How have you changed/grown since working for your current company?

Of course! This project reflects the the passions of the people who work for it and its growth and development are directly related to those individuals. In reverse, we have grown with it with new bigger goals, both personal and professional. I myself spent most of the dive career as a dive instructor or marine biologist, so moving into a management roll in both my dive centre and the NGO meant taking on all new tasks like accounting, staff management, and project development.

The ocean is our playground; the possibilities for growth and betterment are endless.

What is the best story you've heard from a return student?

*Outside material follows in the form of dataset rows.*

use crate::Frame;

/// Something that can put a frame on the LED matrix.
///
/// `show` returns once the frame is on the display, so the transition timing
/// is measured from committed frames. How cells land on physical LEDs is up
/// to the implementation.
pub trait DisplaySink {
    fn show(&mut self, frame: &Frame) -> anyhow::Result<()>;
}

impl<T: DisplaySink + ?Sized> DisplaySink for &mut T {
    fn show(&mut self, frame: &Frame) -> anyhow::Result<()> {
        (**self).show(frame)
    }
}

impl<T: DisplaySink + ?Sized> DisplaySink for Box<T> {
    fn show(&mut self, frame: &Frame) -> anyhow::Result<()> {
        (**self).show(frame)
    }
}
use std::convert::Infallible;
use std::time::Duration;

use log::{debug, info, warn};

use crate::{
    animate, generate_frame, next_boundary, wait_until, Clock, DisplaySink, EpochSeconds, Frame,
    Transition,
};

/// The display loop. Owns the display and the clock, and remembers the last
/// frame it showed so the next second can fade from it.
pub struct Epochalypse<D, C> {
    display: D,
    clock: C,
    transition: Transition,
    previous: Option<Frame>,
    last_second: Option<EpochSeconds>,
}

impl<D: DisplaySink, C: Clock> Epochalypse<D, C> {
    pub fn new(display: D, clock: C) -> Self {
        Self::with_transition(display, clock, Transition::DEFAULT)
    }

    pub fn with_transition(display: D, clock: C, transition: Transition) -> Self {
        Self {
            display,
            clock,
            transition,
            previous: None,
            last_second: None,
        }
    }

    /// Frame shown at the end of the last tick.
    pub fn previous(&self) -> Option<&Frame> {
        self.previous.as_ref()
    }

    /// Blocks until the next whole second so that every transition starts on
    /// a second boundary rather than at program start.
    pub fn align(&mut self) {
        let first = next_boundary(&self.clock);
        debug!("waiting for first boundary at {first}");
        wait_until(&mut self.clock, first);
    }

    /// Shows the current second: builds its frame, fades to it from the
    /// previous one, then waits for the following second.
    pub fn tick(&mut self) -> anyhow::Result<EpochSeconds> {
        let start = self.clock.now();
        let now = EpochSeconds::from_duration(start);
        let next_run = start.as_secs() + 1;
        self.check_sequence(now);

        debug!("showing {}", now.as_u32());
        let frame = generate_frame(now);
        animate(
            self.previous.as_ref(),
            &frame,
            &mut self.display,
            &mut self.clock,
            &self.transition,
        )?;
        self.previous = Some(frame);
        self.last_second = Some(now);

        let finished = self.clock.now();
        if finished >= Duration::from_secs(next_run) {
            warn!(
                "transition for {} finished {:?} past its second",
                now.as_u32(),
                finished - Duration::from_secs(next_run)
            );
        }
        wait_until(&mut self.clock, next_run);
        Ok(now)
    }

    /// Runs forever. Only returns if the display fails.
    pub fn run(&mut self) -> anyhow::Result<Infallible> {
        info!(
            "starting binary clock, {} step transitions over {:?}",
            self.transition.steps, self.transition.duration
        );
        self.align();
        loop {
            self.tick()?;
        }
    }

    fn check_sequence(&self, now: EpochSeconds) {
        let Some(last) = self.last_second else {
            return;
        };
        if now <= last {
            warn!(
                "clock went back from {} to {}",
                last.as_u32(),
                now.as_u32()
            );
        } else if now.as_u32() - last.as_u32() > 1 {
            warn!(
                "skipped {} seconds after {}",
                now.as_u32() - last.as_u32() - 1,
                last.as_u32()
            );
        }
    }
}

We train Dive Masters. This means we get to interact with a high caliber of students who don't take diving or marine science lightly and mostly go on to pursue a career in either field. We train our interns to function independently or in small groups to complete research tasks. It is always an amazing feeling for your dive masters to go on to instructor level and start working in the industry. We have hired 5 of our graduates as full time staff at various projects because we just couldn't let them go. Two interns are returning to us to complete their Masters and PhD thesis using the data we have published in peer review journals. Making our data count is our number one priority.

If you could go on any program that your company offers, which one would you choose and why?

We have a few projects around Indonesia that all run the same program: the combination of the Dive Master and Research Diver training programs. All three locations use similar methodology to cross compare regions of study. However, they also have their individual draws. Penida Project has a resident year round manta rays and a seasonal mola mola ID project. Bunaken Project has a sea grass bed assessment and dugong project. Bira focuses on shark conservation with one of the top shark diving locations in the country. Each project has something different, depending on our students interests.

What makes your company unique? When were you especially proud of your team?

What started out as a one woman show in July 2017 has developed into a 3 project location, 7 full time staff operation. But our team really came together with the arrival of our board member and lead scientist, Pascal Sebastian, in November 2018. He comes from Indonesia's capital city and holds a Masters degree from James Cook University. His expertise and attitude brought Indo Ocean Project to the next level.

Since his arrival, we have been able to complete a formal agreement with the Ministry of Fisheries and Marine Affairs department in Bali, collaborating with them to make every dive count. The day we first presented our project proposal to the marine park and government officials was a proud day for us. Getting the data into the hands that really make a difference.

What do you believe to be the biggest factor in being a successful company?

Cultivate innovation and creativity among staff and interns. They are the heart and soul of this project and so many amazing developments have happened because of them. So I would say openness to growth is the biggest factor in the success of our project. The original idea of Indo Ocean Project in 2017 and the actual project running now has changed so much, depending on the demand of our students and research required in the area, that it inspires all staff members to follow their passions and doing my best to make that a reality with grants and budget.